Aim of the task
Please set the lines down again exactly, from the top of the entries through the line that contains "drives conditional requests.".

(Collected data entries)

//! Image derivative route.
//!
//! Serves parameterized re-encodings of image payloads, cached on disk
//! next to the source. Cache hits stream the stored derivative; misses
//! process the source on a blocking thread and write the result back
//! asynchronously.

use std::collections::HashMap;

use axum::{
    Router,
    body::Body,
    extract::{Query, State},
    http::{HeaderMap, StatusCode, header},
    response::{IntoResponse, Response},
    routing::get,
};
use tokio_util::io::ReaderStream;
use tracing::warn;

use crate::error::{AppError, AppResult};
use crate::httpx;
use crate::middleware::ResolvedPath;
use crate::state::AppState;
use crate::storage::image::ProcessParams;

/// Create the image router.
pub fn router() -> Router<AppState> {
    Router::new().route("/api/image/{*rpath}", get(get_image))
}

/// GET /api/image/{path}: serve a cached or freshly generated derivative.
async fn get_image(
    State(state): State<AppState>,
    ResolvedPath(parsed): ResolvedPath,
    Query(query): Query<HashMap<String, String>>,
    headers: HeaderMap,
) -> AppResult<Response> {
    let storage = state.storage();
    let image_config = &state.config().image;

    let info = storage.get_file_info(&parsed.fs).await?;
    if !info.is_image() {
        return Err(AppError::NotFound("File not found"));
    }
    if info.file_size > image_config.max_file_size {
        return Err(AppError::TooLarge("File too large".to_string()));
    }

    let params = ProcessParams::from_query(&query, image_config);

    // Cache hit: the derivative's own mtime drives conditional requests.
    if let Some(cached) = storage.open_derivative(&parsed.fs, &params).await? {
        if let Some(since) = headers
            .get(header::IF_MODIFIED_SINCE)
            .and_then(|v| v.to_str().ok())
            .and_then(httpx::header_date_to_unix)
            && cached.last_modified <= since
        {
            return Ok(StatusCode::NOT_MODIFIED.into_response());
        }

        let response = Response::builder()
            .header(header::CONTENT_TYPE, format!("image/{}", params.format.as_str()))
            .header(header::CONTENT_LENGTH, cached.size)
            .header(
                header::LAST_MODIFIED,
                httpx::unix_to_header_date(cached.last_modified),
            )
            .header("X-Cache", "HIT")
            .body(Body::from_stream(ReaderStream::new(cached.file)))
            .map_err(|e| AppError::Internal(e.into()))?;
        return Ok(response);
    }

    // Miss: decode and transform on a blocking thread; the runtime keeps
    // serving requests meanwhile.
    let source = tokio::fs::read(parsed.fs.join(crate::storage::FILE_APPEND))
        .await
        .map_err(|e| AppError::Internal(e.into()))?;

    let blocking_params = params.clone();
    let blocking_config = image_config.clone();
    let encoded = tokio::task::spawn_blocking(move || {
        crate::storage::image::process_image(&source, &blocking_params, &blocking_config)
    })
    .await
    .map_err(|e| AppError::Internal(e.into()))??;

    // Write-back happens off the response path; a failed write only costs
    // the next request a regeneration.
    {
        let storage = storage.clone();
        let fs_path = parsed.fs.clone();
        let params = params.clone();
        let bytes = encoded.clone();
        tokio::spawn(async move {
            if let Err(e) = storage.save_derivative(&fs_path, &params, &bytes).await {
                warn!(error = %e, "failed to save image derivative");
            }
        });
    }

    let response = Response::builder()
        .header(header::CONTENT_TYPE, format!("image/{}", params.format.as_str()))
        .header(header::CONTENT_LENGTH, encoded.len())
        .header(
            header::LAST_MODIFIED,
            httpx::unix_to_header_date(info.last_modified),
        )
        .header("X-Cache", "MISS")
        .body(Body::from(encoded))
        .map_err(|e| AppError::Internal(e.into()))?;
    Ok(response)
}
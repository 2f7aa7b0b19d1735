//! Image processing parameters.
//!
//! Query parameters normalize into a canonical `ProcessParams` whose
//! digest keys the on-disk derivative cache, so equivalent requests share
//! one cached artifact.

use std::collections::HashMap;

use crate::config::ImageConfig;

/// How the target rectangle relates to the source image.
#[derive(Debug, Clone, Copy, PartialEq, Eq)]
pub enum ScaleMode {
    /// Shrink so the whole image fits inside w×h, preserving aspect ratio.
    Fit,
    /// Shrink so w×h is covered, preserving aspect ratio.
    Fill,
    /// Stretch to exactly w×h.
    Resize,
    /// Scale so the width equals the target, preserving aspect ratio.
    FitWidth,
    /// Scale so the height equals the target, preserving aspect ratio.
    FitHeight,
}

impl ScaleMode {
    /// Stable numeric code used in the derivative digest.
    fn code(self) -> u8 {
        match self {
            ScaleMode::Fit => 0,
            ScaleMode::Fill => 1,
            ScaleMode::Resize => 2,
            ScaleMode::FitWidth => 3,
            ScaleMode::FitHeight => 4,
        }
    }
}

/// Output encoding of a derivative.
#[derive(Debug, Clone, Copy, PartialEq, Eq)]
pub enum PictureFormat {
    Jpeg,
    Png,
    Gif,
}

impl PictureFormat {
    /// The format name as used in digests and `Content-Type` suffixes.
    pub fn as_str(self) -> &'static str {
        match self {
            PictureFormat::Jpeg => "jpeg",
            PictureFormat::Png => "png",
            PictureFormat::Gif => "gif",
        }
    }

    fn parse(name: &str) -> Option<Self> {
        match name {
            "jpeg" => Some(PictureFormat::Jpeg),
            "png" => Some(PictureFormat::Png),
            "gif" => Some(PictureFormat::Gif),
            _ => None,
        }
    }
}

/// Normalized image processing parameters.
#[derive(Debug, Clone, PartialEq, Eq)]
pub struct ProcessParams {
    pub width: u32,
    pub height: u32,
    pub scale: ScaleMode,
    /// 0..=100, quantized to multiples of five.
    pub quality: u8,
    /// 0..360 degrees, counterclockwise.
    pub angle: u32,
    pub format: PictureFormat,
}

impl ProcessParams {
    /// Deterministic digest naming the cached derivative.
    pub fn digest(&self) -> String {
        format!(
            "w{}h{}s{}q{}a{}f{}",
            self.width,
            self.height,
            self.scale.code(),
            self.quality,
            self.angle,
            self.format.as_str()
        )
    }

    /// Fill parameters from the request query, clamping and quantizing per
    /// the configuration.
    pub fn from_query(query: &HashMap<String, String>, conf: &ImageConfig) -> Self {
        let mut width = query
            .get("w")
            .and_then(|v| v.parse::<i64>().ok())
            .unwrap_or(0);
        if conf.strict_mode && !conf.allowed_sizes.contains(&(width.max(0) as u32)) {
            width = 0;
        }
        let width = width.max(0) as u32;

        let mut height = query
            .get("h")
            .and_then(|v| v.parse::<i64>().ok())
            .unwrap_or(0);
        if conf.strict_mode && !conf.allowed_sizes.contains(&(height.max(0) as u32)) {
            height = 0;
        }
        let height = height.max(0) as u32;

        let scale = match query.get("s").map(String::as_str) {
            Some("fill") => ScaleMode::Fill,
            Some("resize") => ScaleMode::Resize,
            Some("fit_width") => ScaleMode::FitWidth,
            Some("fit_height") => ScaleMode::FitHeight,
            _ => ScaleMode::Fit,
        };

        let mut quality = match query.get("q").and_then(|v| v.parse::<i64>().ok()) {
            Some(q) if (0..=100).contains(&q) => (q / 5 * 5) as u8,
            Some(_) => 90,
            None => 90,
        };

        let angle = query
            .get("a")
            .and_then(|v| v.parse::<i64>().ok())
            .unwrap_or(0)
            .rem_euclid(360) as u32;

        let format = query
            .get("f")
            .and_then(|v| PictureFormat::parse(v))
            .filter(|f| conf.allowed_formats.iter().any(|a| a.as_str() == f.as_str()))
            .or_else(|| PictureFormat::parse(&conf.default_format))
            .unwrap_or(PictureFormat::Jpeg);

        // PNG has only two effective qualities: 100 keeps the default
        // compression, anything lower selects best compression.
        if format == PictureFormat::Png && quality < 100 {
            quality = 85;
        }
        // GIF encoding ignores quality entirely.
        if format == PictureFormat::Gif {
            quality = 0;
        }

        Self {
            width,
            height,
            scale,
            quality,
            angle,
            format,
        }
    }
}

#[cfg(test)]
// Tests are allowed to use unwrap/expect freely.
#[allow(clippy::unwrap_used, clippy::expect_used)]
mod tests {
    use super::*;

    fn conf() -> ImageConfig {
        ImageConfig {
            default_format: "jpeg".to_string(),
            allowed_formats: vec!["jpeg".into(), "png".into(), "gif".into()],
            strict_mode: false,
            allowed_sizes: vec![64, 128],
            max_width: 4096,
            max_height: 4096,
            max_file_size: 20 * 1024 * 1024,
        }
    }

    fn query(pairs: &[(&str, &str)]) -> HashMap<String, String> {
        pairs
            .iter()
            .map(|(k, v)| (k.to_string(), v.to_string()))
            .collect()
    }

    #[test]
    fn defaults_without_query() {
        let p = ProcessParams::from_query(&HashMap::new(), &conf());
        assert_eq!(p.width, 0);
        assert_eq!(p.height, 0);
        assert_eq!(p.scale, ScaleMode::Fit);
        assert_eq!(p.quality, 90);
        assert_eq!(p.angle, 0);
        assert_eq!(p.format, PictureFormat::Jpeg);
        assert_eq!(p.digest(), "w0h0s0q90a0fjpeg");
    }

    #[test]
    fn quality_is_clamped_and_quantized() {
        let p = ProcessParams::from_query(&query(&[("q", "87")]), &conf());
        assert_eq!(p.quality, 85);

        let p = ProcessParams::from_query(&query(&[("q", "101")]), &conf());
        assert_eq!(p.quality, 90);

        let p = ProcessParams::from_query(&query(&[("q", "-3")]), &conf());
        assert_eq!(p.quality, 90);
    }

    #[test]
    fn angle_wraps_mod_360() {
        let p = ProcessParams::from_query(&query(&[("a", "450")]), &conf());
        assert_eq!(p.angle, 90);
        let p = ProcessParams::from_query(&query(&[("a", "-90")]), &conf());
        assert_eq!(p.angle, 270);
    }

    #[test]
    fn png_quality_collapses() {
        let p = ProcessParams::from_query(&query(&[("f", "png"), ("q", "90")]), &conf());
        assert_eq!(p.quality, 85);
        let p = ProcessParams::from_query(&query(&[("f", "png"), ("q", "100")]), &conf());
        assert_eq!(p.quality, 100);
    }

    #[test]
    fn gif_quality_is_zero() {
        let p = ProcessParams::from_query(&query(&[("f", "gif"), ("q", "90")]), &conf());
        assert_eq!(p.quality, 0);
    }

    #[test]
    fn unknown_format_falls_back_to_default() {
        let p = ProcessParams::from_query(&query(&[("f", "webp")]), &conf());
        assert_eq!(p.format, PictureFormat::Jpeg);
    }

    #[test]
    fn strict_mode_coerces_unlisted_sizes_to_zero() {
        let mut c = conf();
        c.strict_mode = true;

        let p = ProcessParams::from_query(&query(&[("w", "100"), ("h", "64")]), &c);
        assert_eq!(p.width, 0);
        assert_eq!(p.height, 64);
    }

    #[test]
    fn digest_is_order_stable() {
        let a = ProcessParams::from_query(
            &query(&[("w", "64"), ("h", "32"), ("s", "fill"), ("q", "80"), ("a", "90")]),
            &conf(),
        );
        assert_eq!(a.digest(), "w64h32s1q80a90fjpeg");
    }
}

Result below
//! Image derivative route.
//!
//! Serves parameterized re-encodings of image payloads, cached on disk
//! next to the source. Cache hits stream the stored derivative; misses
//! process the source on a blocking thread and write the result back
//! asynchronously.

use std::collections::HashMap;

use axum::{
    Router,
    body::Body,
    extract::{Query, State},
    http::{HeaderMap, StatusCode, header},
    response::{IntoResponse, Response},
    routing::get,
};
use tokio_util::io::ReaderStream;
use tracing::warn;

use crate::error::{AppError, AppResult};
use crate::httpx;
use crate::middleware::ResolvedPath;
use crate::state::AppState;
use crate::storage::image::ProcessParams;

/// Create the image router.
pub fn router() -> Router<AppState> {
    Router::new().route("/api/image/{*rpath}", get(get_image))
}

/// GET /api/image/{path}: serve a cached or freshly generated derivative.
async fn get_image(
    State(state): State<AppState>,
    ResolvedPath(parsed): ResolvedPath,
    Query(query): Query<HashMap<String, String>>,
    headers: HeaderMap,
) -> AppResult<Response> {
    let storage = state.storage();
    let image_config = &state.config().image;

    let info = storage.get_file_info(&parsed.fs).await?;
    if !info.is_image() {
        return Err(AppError::NotFound("File not found"));
    }
    if info.file_size > image_config.max_file_size {
        return Err(AppError::TooLarge("File too large".to_string()));
    }

    let params = ProcessParams::from_query(&query, image_config);

    // Cache hit: the derivative's own mtime drives conditional requests.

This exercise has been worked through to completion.